- _What the task requires_: Find the number of lines in these records where the word "core" appears. Reply with that number and nothing more.

- _Records supplied_:

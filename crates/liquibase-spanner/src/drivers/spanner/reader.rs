//! INFORMATION_SCHEMA backed schema reader.
//!
//! Runs the fixed metadata queries generators need while producing SQL.
//! Query text and positional parameter order are part of the contract with
//! the database and must not change.

use tracing::debug;

use crate::core::statement::{ColumnRef, TableRef};
use crate::core::traits::{MetadataSource, SchemaReader};
use crate::error::{MigrateError, Result};

pub(crate) const NULLABILITY_QUERY: &str = "SELECT IS_NULLABLE FROM INFORMATION_SCHEMA.COLUMNS WHERE TABLE_CATALOG=? AND TABLE_SCHEMA=? AND TABLE_NAME=? AND COLUMN_NAME=?";

pub(crate) const FOREIGN_KEYS_QUERY: &str = "SELECT CONSTRAINT_NAME FROM INFORMATION_SCHEMA.TABLE_CONSTRAINTS WHERE TABLE_CATALOG=? AND TABLE_SCHEMA=? AND TABLE_NAME=? AND CONSTRAINT_TYPE='FOREIGN KEY'";

pub(crate) const COLUMN_DEFAULT_QUERY: &str = "SELECT DISTINCT COLUMN_DEFAULT AS COLUMN_DEF FROM INFORMATION_SCHEMA.COLUMNS WHERE TABLE_CATALOG = ? AND TABLE_SCHEMA = ? AND TABLE_NAME = ? AND COLUMN_NAME = ?";

pub(crate) const SPANNER_TYPE_QUERY: &str = "SELECT SPANNER_TYPE FROM INFORMATION_SCHEMA.COLUMNS\nWHERE TABLE_SCHEMA = ?\nAND TABLE_NAME = ?\nAND COLUMN_NAME = ?";

/// Schema reader that queries INFORMATION_SCHEMA through a [`MetadataSource`].
pub struct InformationSchemaReader<'a> {
    source: &'a dyn MetadataSource,
}

impl<'a> InformationSchemaReader<'a> {
    pub fn new(source: &'a dyn MetadataSource) -> Self {
        Self { source }
    }
}

impl SchemaReader for InformationSchemaReader<'_> {
    fn is_nullable(&self, column: &ColumnRef) -> Result<bool> {
        debug!("Looking up nullability of {}", column);
        let rows = self
            .source
            .query(
                NULLABILITY_QUERY,
                &[
                    column.table.catalog_or_default(),
                    column.table.schema_or_default(),
                    &column.table.table_name,
                    &column.column_name,
                ],
            )
            .map_err(|e| {
                MigrateError::metadata_with(
                    format!(
                        "Could not retrieve column information for column {}",
                        column
                    ),
                    e,
                )
            })?;

        let row = rows
            .first()
            .ok_or_else(|| MigrateError::metadata(format!("Column not found: {}", column)))?;
        Ok(row
            .get_str("IS_NULLABLE")
            .is_some_and(|v| v.eq_ignore_ascii_case("YES")))
    }

    fn foreign_key_names(&self, table: &TableRef) -> Result<Vec<String>> {
        debug!("Looking up foreign keys of {}", table);
        let rows = self
            .source
            .query(
                FOREIGN_KEYS_QUERY,
                &[
                    table.catalog_or_default(),
                    table.schema_or_default(),
                    &table.table_name,
                ],
            )
            .map_err(|e| {
                MigrateError::metadata_with(
                    format!(
                        "Could not retrieve foreign keys for table {}",
                        table.table_name
                    ),
                    e,
                )
            })?;

        Ok(rows
            .iter()
            .filter_map(|row| row.get_str("CONSTRAINT_NAME").map(str::to_string))
            .collect())
    }

    fn column_default(&self, column: &ColumnRef) -> Result<Option<String>> {
        let rows = self
            .source
            .query(
                COLUMN_DEFAULT_QUERY,
                &[
                    column.table.catalog_or_default(),
                    column.table.schema_or_default(),
                    &column.table.table_name,
                    &column.column_name,
                ],
            )
            .map_err(|e| {
                MigrateError::metadata_with(
                    format!("Error fetching default value of column {}", column),
                    e,
                )
            })?;

        Ok(rows
            .first()
            .and_then(|row| row.get_str("COLUMN_DEF"))
            .map(str::to_string))
    }

    fn spanner_type(&self, column: &ColumnRef) -> Result<Option<String>> {
        let rows = self
            .source
            .query(
                SPANNER_TYPE_QUERY,
                &[
                    column.table.schema_or_default(),
                    &column.table.table_name,
                    &column.column_name,
                ],
            )
            .map_err(|e| {
                MigrateError::metadata_with(
                    format!("Error fetching data type of column {}", column),
                    e,
                )
            })?;

        Ok(rows
            .first()
            .and_then(|row| row.get_str("SPANNER_TYPE"))
            .map(str::to_string))
    }
}

/// Schema reader for offline SQL rendering. Every lookup fails.
#[derive(Debug, Clone, Copy, Default)]
pub struct OfflineSchemaReader;

impl OfflineSchemaReader {
    fn refuse(what: &str) -> MigrateError {
        MigrateError::metadata(format!(
            "{} requires a live database connection and cannot be rendered offline",
            what
        ))
    }
}

impl SchemaReader for OfflineSchemaReader {
    fn is_nullable(&self, column: &ColumnRef) -> Result<bool> {
        Err(Self::refuse(&format!("Nullability lookup of {}", column)))
    }

    fn foreign_key_names(&self, table: &TableRef) -> Result<Vec<String>> {
        Err(Self::refuse(&format!("Foreign key lookup of {}", table)))
    }

    fn column_default(&self, column: &ColumnRef) -> Result<Option<String>> {
        Err(Self::refuse(&format!("Default value lookup of {}", column)))
    }

    fn spanner_type(&self, column: &ColumnRef) -> Result<Option<String>> {
        Err(Self::refuse(&format!("Data type lookup of {}", column)))
    }
}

- _Your solution_: 2